Provided information >>
//! Landmark containers and the index layout of the landmark model.
//!
//! The iBUG 68 point layout, as produced by dlib's `shape_predictor_68` and
//! OpenCV's LBF facemark model:
//!
//! - 0-16: Jaw outline
//! - 17-21: Right eyebrow
//! - 22-26: Left eyebrow
//! - 27-35: Nose
//! - 36-41: Right eye
//! - 42-47: Left eye
//! - 48-59: Outer lip
//! - 60-67: Inner lip
//!
//! Left and right are the subject's, so the right eye shows up on the left of
//! an unmirrored image.

use std::fmt;
use std::ops::Range;

use serde::Serialize;

use crate::error::{EyeError, EyeResult};
use crate::geometry::Point2D;

/// Points describing one eye.
pub const EYE_POINT_COUNT: usize = 6;

#[derive(Debug, Clone, Copy, PartialEq, Eq, Hash, Serialize)]
#[serde(rename_all = "lowercase")]
pub enum EyeSide {
    Left,
    Right,
}

impl fmt::Display for EyeSide {
    fn fmt(&self, f: &mut fmt::Formatter<'_>) -> fmt::Result {
        match self {
            EyeSide::Left => write!(f, "left"),
            EyeSide::Right => write!(f, "right"),
        }
    }
}

/// Where a landmark model puts the eyes in its output.
#[derive(Debug, Clone, PartialEq, Eq)]
pub struct LandmarkScheme {
    pub point_count: usize,
    pub right_eye: Range<usize>,
    pub left_eye: Range<usize>,
}

impl LandmarkScheme {
    pub const IBUG_68: LandmarkScheme = LandmarkScheme {
        point_count: 68,
        right_eye: 36..42,
        left_eye: 42..48,
    };

    pub fn eye_range(&self, side: EyeSide) -> Range<usize> {
        match side {
            EyeSide::Left => self.left_eye.clone(),
            EyeSide::Right => self.right_eye.clone(),
        }
    }
}

impl Default for LandmarkScheme {
    fn default() -> Self {
        Self::IBUG_68
    }
}

/// Six points of one eye in order: outer corner, two upper lid points,
/// inner corner, two lower lid points.
#[derive(Debug, Clone, Copy, PartialEq)]
pub struct EyeLandmarks(pub [Point2D; EYE_POINT_COUNT]);

impl EyeLandmarks {
    pub fn points(&self) -> &[Point2D; EYE_POINT_COUNT] {
        &self.0
    }

    pub fn map(&self, f: impl Fn(&Point2D) -> Point2D) -> Self {
        Self(self.0.map(|point| f(&point)))
    }
}

impl TryFrom<&[Point2D]> for EyeLandmarks {
    type Error = EyeError;

    fn try_from(points: &[Point2D]) -> EyeResult<Self> {
        let points: [Point2D; EYE_POINT_COUNT] =
            points
                .try_into()
                .map_err(|_| EyeError::MalformedLandmarks {
                    expected: EYE_POINT_COUNT,
                    actual: points.len(),
                })?;
        Ok(Self(points))
    }
}

/// Full landmark set for one detected face.
#[derive(Debug, Clone, PartialEq)]
pub struct FaceLandmarks {
    points: Vec<Point2D>,
    scheme: LandmarkScheme,
}

impl FaceLandmarks {
    /// Wraps points laid out in the iBUG 68 scheme.
    pub fn new(points: Vec<Point2D>) -> EyeResult<Self> {
        Self::with_scheme(points, LandmarkScheme::IBUG_68)
    }

    pub fn with_scheme(points: Vec<Point2D>, scheme: LandmarkScheme) -> EyeResult<Self> {
        if points.len() != scheme.point_count {
            return Err(EyeError::MalformedLandmarks {
                expected: scheme.point_count,
                actual: points.len(),
            });
        }
        Ok(Self { points, scheme })
    }

    pub fn points(&self) -> &[Point2D] {
        &self.points
    }

    pub fn eye(&self, side: EyeSide) -> EyeResult<EyeLandmarks> {
        let range = self.scheme.eye_range(side);
        let points = self
            .points
            .get(range.clone())
            .ok_or(EyeError::MalformedLandmarks {
                expected: range.end,
                actual: self.points.len(),
            })?;
        EyeLandmarks::try_from(points)
    }
}

#[cfg(test)]
mod tests {
    use super::*;

    fn indexed_points(count: usize) -> Vec<Point2D> {
        (0..count).map(|i| Point2D::new(i as f64, 0.0)).collect()
    }

    #[test]
    fn eye_windows_are_inside_the_model() {
        let scheme = LandmarkScheme::IBUG_68;
        assert!(scheme.right_eye.end <= scheme.point_count);
        assert!(scheme.left_eye.end <= scheme.point_count);
        assert_eq!(scheme.right_eye.len(), EYE_POINT_COUNT);
        assert_eq!(scheme.left_eye.len(), EYE_POINT_COUNT);
    }

    #[test]
    fn extracts_eyes_by_side() {
        let face = FaceLandmarks::new(indexed_points(68)).unwrap();

        let right = face.eye(EyeSide::Right).unwrap();
        assert_eq!(right.points()[0].x, 36.0);
        assert_eq!(right.points()[5].x, 41.0);

        let left = face.eye(EyeSide::Left).unwrap();
        assert_eq!(left.points()[0].x, 42.0);
        assert_eq!(left.points()[5].x, 47.0);
    }

    #[test]
    fn rejects_wrong_point_count() {
        let err = FaceLandmarks::new(indexed_points(67)).unwrap_err();
        assert!(matches!(
            err,
            EyeError::MalformedLandmarks {
                expected: 68,
                actual: 67
            }
        ));
    }

    #[test]
    fn eye_needs_exactly_six_points() {
        let points = indexed_points(5);
        let err = EyeLandmarks::try_from(points.as_slice()).unwrap_err();
        assert!(matches!(
            err,
            EyeError::MalformedLandmarks {
                expected: 6,
                actual: 5
            }
        ));
    }

    #[test]
    fn custom_scheme_with_short_eye_window_is_malformed() {
        let scheme = LandmarkScheme {
            point_count: 10,
            right_eye: 0..6,
            left_eye: 6..10,
        };
        let face = FaceLandmarks::with_scheme(indexed_points(10), scheme).unwrap();
        assert!(face.eye(EyeSide::Right).is_ok());
        assert!(matches!(
            face.eye(EyeSide::Left),
            Err(EyeError::MalformedLandmarks {
                expected: 6,
                actual: 4
            })
        ));
    }
}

Exercise directions >> Give back exactly the lines above, from the line containing "42-47: Left eye" through the line containing "lower lid points.", with both end lines and nothing more.

Problem solution >>
//! - 42-47: Left eye
//! - 48-59: Outer lip
//! - 60-67: Inner lip
//!
//! Left and right are the subject's, so the right eye shows up on the left of
//! an unmirrored image.

use std::fmt;
use std::ops::Range;

use serde::Serialize;

use crate::error::{EyeError, EyeResult};
use crate::geometry::Point2D;

/// Points describing one eye.
pub const EYE_POINT_COUNT: usize = 6;

#[derive(Debug, Clone, Copy, PartialEq, Eq, Hash, Serialize)]
#[serde(rename_all = "lowercase")]
pub enum EyeSide {
    Left,
    Right,
}

impl fmt::Display for EyeSide {
    fn fmt(&self, f: &mut fmt::Formatter<'_>) -> fmt::Result {
        match self {
            EyeSide::Left => write!(f, "left"),
            EyeSide::Right => write!(f, "right"),
        }
    }
}

/// Where a landmark model puts the eyes in its output.
#[derive(Debug, Clone, PartialEq, Eq)]
pub struct LandmarkScheme {
    pub point_count: usize,
    pub right_eye: Range<usize>,
    pub left_eye: Range<usize>,
}

impl LandmarkScheme {
    pub const IBUG_68: LandmarkScheme = LandmarkScheme {
        point_count: 68,
        right_eye: 36..42,
        left_eye: 42..48,
    };

    pub fn eye_range(&self, side: EyeSide) -> Range<usize> {
        match side {
            EyeSide::Left => self.left_eye.clone(),
            EyeSide::Right => self.right_eye.clone(),
        }
    }
}

impl Default for LandmarkScheme {
    fn default() -> Self {
        Self::IBUG_68
    }
}

/// Six points of one eye in order: outer corner, two upper lid points,
/// inner corner, two lower lid points.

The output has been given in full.